■ **TASK DETAILS**
Collect every line below that contains the word "Some".

Dataset entries
━━━━━━━━━━━━━━━━
impl EntryType {
    /// Credits increase the balance, debits decrease it.
    pub fn is_credit(self) -> bool {
        matches!(self, EntryType::Topup | EntryType::Refund)
    }

    /// The signed delta this entry applies to the balance.
    pub fn signed_amount(self, amount: i64) -> i64 {
        if self.is_credit() {
            amount
        } else {
            -amount
        }
    }
}

impl std::fmt::Display for EntryType {
    fn fmt(&self, f: &mut std::fmt::Formatter<'_>) -> std::fmt::Result {
        let s = match self {
            EntryType::Topup => "TOPUP",
            EntryType::Hold => "HOLD",
            EntryType::Payment => "PAYMENT",
            EntryType::Refund => "REFUND",
            EntryType::Debit => "DEBIT",
        };
        write!(f, "{}", s)
    }
}

/// What a debiting entry was charged for
#[derive(Debug, Clone, Copy, PartialEq, Eq, Serialize, Deserialize, sqlx::Type)]
#[sqlx(type_name = "varchar")]
#[sqlx(rename_all = "SCREAMING_SNAKE_CASE")]
#[serde(rename_all = "SCREAMING_SNAKE_CASE")]
pub enum ChargeType {
    Product,
    Shipping,
}

impl std::fmt::Display for ChargeType {
    fn fmt(&self, f: &mut std::fmt::Formatter<'_>) -> std::fmt::Result {
        match self {
            ChargeType::Product => write!(f, "PRODUCT"),
            ChargeType::Shipping => write!(f, "SHIPPING"),
        }
    }
}

/// Wallet hold - funds earmarked against one order
///
/// Invariant enforced on every transition:
/// `amount_converted + amount_released <= amount_total`
#[derive(Debug, Clone, FromRow, Serialize, Deserialize)]
pub struct WalletHold {
    pub id: String,
    pub user_id: String,
    pub order_id: Option<String>,
    pub state: HoldState,
    pub amount_total: i64,
    pub amount_converted: i64,
    pub amount_released: i64,
    pub created_at: DateTime<Utc>,
    pub updated_at: DateTime<Utc>,
}

impl WalletHold {
    /// Funds still frozen, neither spent nor returned.
    pub fn outstanding(&self) -> i64 {
        self.amount_total - self.amount_converted - self.amount_released
    }
}

#[derive(Debug, Clone, Copy, PartialEq, Eq, Serialize, Deserialize, sqlx::Type)]
#[sqlx(type_name = "varchar")]
#[sqlx(rename_all = "SCREAMING_SNAKE_CASE")]
#[serde(rename_all = "SCREAMING_SNAKE_CASE")]
pub enum HoldState {
    Frozen,
    Released,
    Converted,
}

impl std::fmt::Display for HoldState {
    fn fmt(&self, f: &mut std::fmt::Formatter<'_>) -> std::fmt::Result {
        match self {
            HoldState::Frozen => write!(f, "FROZEN"),
            HoldState::Released => write!(f, "RELEASED"),
            HoldState::Converted => write!(f, "CONVERTED"),
        }
    }
}

/// Order status - the fulfillment state machine
///
/// Happy path: PENDING → PICKING → CHARGED → ARRIVED_TW → READY_TO_SHIP
/// → SHIPPED → RECEIVED. REFUNDED and CANCELLED absorb from most
/// non-terminal states.
#[derive(Debug, Clone, Copy, PartialEq, Eq, Serialize, Deserialize, sqlx::Type)]
#[sqlx(type_name = "varchar")]
#[sqlx(rename_all = "SCREAMING_SNAKE_CASE")]
#[serde(rename_all = "SCREAMING_SNAKE_CASE")]
pub enum OrderStatus {
    Pending,
    Picking,
    Charged,
    ArrivedTw,
    ReadyToShip,
    Shipped,
    Received,
    Refunded,
    Cancelled,
}

impl OrderStatus {
    pub fn is_terminal(self) -> bool {
        matches!(
            self,
            OrderStatus::Received | OrderStatus::Refunded | OrderStatus::Cancelled
        )
    }

    /// The single forward step along the happy path, if any.
    pub fn next(self) -> Option<OrderStatus> {
        match self {
            OrderStatus::Pending => Some(OrderStatus::Picking),
            OrderStatus::Picking => Some(OrderStatus::Charged),
            OrderStatus::Charged => Some(OrderStatus::ArrivedTw),
            OrderStatus::ArrivedTw => Some(OrderStatus::ReadyToShip),
            OrderStatus::ReadyToShip => Some(OrderStatus::Shipped),
            OrderStatus::Shipped => Some(OrderStatus::Received),
            _ => None,
        }
    }

    /// Whether the fulfillment flow may move from `self` to `to`.
    ///
    /// Cancellation is only allowed before the parcel enters the outbound
    /// pipeline; REFUNDED is reached through the refund workflow when every
    /// line ends OUT_OF_STOCK, from any non-terminal state.
    pub fn can_transition(self, to: OrderStatus) -> bool {
        if self.is_terminal() {
            return false;
        }
        match to {
            OrderStatus::Cancelled => matches!(
                self,
                OrderStatus::Pending
                    | OrderStatus::Picking
                    | OrderStatus::Charged
                    | OrderStatus::ArrivedTw
            ),
            OrderStatus::Refunded => true,
            _ => self.next() == Some(to),
        }
    }
}

impl std::fmt::Display for OrderStatus {
    fn fmt(&self, f: &mut std::fmt::Formatter<'_>) -> std::fmt::Result {
        let s = match self {
            OrderStatus::Pending => "PENDING",
            OrderStatus::Picking => "PICKING",
            OrderStatus::Charged => "CHARGED",
            OrderStatus::ArrivedTw => "ARRIVED_TW",
            OrderStatus::ReadyToShip => "READY_TO_SHIP",
            OrderStatus::Shipped => "SHIPPED",
            OrderStatus::Received => "RECEIVED",
            OrderStatus::Refunded => "REFUNDED",
            OrderStatus::Cancelled => "CANCELLED",
        };
        write!(f, "{}", s)
    }
}

/// Order - created atomically with its lines and its hold
#[derive(Debug, Clone, FromRow, Serialize, Deserialize)]
pub struct Order {
    pub id: String,
    pub user_id: String,
    pub status: OrderStatus,
    pub total: i64,
    pub hold_id: String,
    pub external_ref: Option<String>,
    pub shipping_fee_intl: i64,
    pub box_fee: i64,
    pub shipping_paid: bool,
    pub recipient_name: String,
    pub recipient_phone: String,
    pub recipient_address: String,
    pub country: String,
    pub shipping_method: Option<ShippingMethod>,
    pub created_at: DateTime<Utc>,
    pub updated_at: DateTime<Utc>,
}

impl Order {
    /// International shipping still owed before the order may advance
    /// past ARRIVED_TW.
    pub fn shipping_outstanding(&self) -> i64 {
        if self.shipping_paid {
            0
        } else {
            self.shipping_fee_intl + self.box_fee
        }
    }
}

/// Order line status
///
/// NORMAL → ALLOCATED → IN_TRANSIT → ARRIVED → SHIPPED → RECEIVED;
/// OUT_OF_STOCK / PARTIAL_OOS mark shortage refunds.
#[derive(Debug, Clone, Copy, PartialEq, Eq, Serialize, Deserialize, sqlx::Type)]
#[sqlx(type_name = "varchar")]
#[sqlx(rename_all = "SCREAMING_SNAKE_CASE")]
#[serde(rename_all = "SCREAMING_SNAKE_CASE")]
pub enum LineStatus {
    Normal,
    Allocated,
    InTransit,
    Arrived,
    Shipped,
    Received,
    OutOfStock,
    PartialOos,
}

impl LineStatus {
    /// Recompute a line's status after its cumulative refund changed.
    /// A fully refunded line is OUT_OF_STOCK, a partially refunded one
    /// PARTIAL_OOS; otherwise the current status stands.
    pub fn after_refund(self, refund_amount: i64, line_total: i64) -> LineStatus {
        if refund_amount >= line_total {
            LineStatus::OutOfStock
        } else if refund_amount > 0 {
            LineStatus::PartialOos
        } else {
            self
        }
    }
}

impl std::fmt::Display for LineStatus {
    fn fmt(&self, f: &mut std::fmt::Formatter<'_>) -> std::fmt::Result {
        let s = match self {
            LineStatus::Normal => "NORMAL",
            LineStatus::Allocated => "ALLOCATED",
            LineStatus::InTransit => "IN_TRANSIT",
            LineStatus::Arrived => "ARRIVED",
            LineStatus::Shipped => "SHIPPED",
            LineStatus::Received => "RECEIVED",
            LineStatus::OutOfStock => "OUT_OF_STOCK",
            LineStatus::PartialOos => "PARTIAL_OOS",
        };
        write!(f, "{}", s)
    }
}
━━━━━━━━━━━━━━━━
■ **OUTPUT**
            OrderStatus::Pending => Some(OrderStatus::Picking),
            OrderStatus::Picking => Some(OrderStatus::Charged),
            OrderStatus::Charged => Some(OrderStatus::ArrivedTw),
            OrderStatus::ArrivedTw => Some(OrderStatus::ReadyToShip),
            OrderStatus::ReadyToShip => Some(OrderStatus::Shipped),
            OrderStatus::Shipped => Some(OrderStatus::Received),
            _ => self.next() == Some(to),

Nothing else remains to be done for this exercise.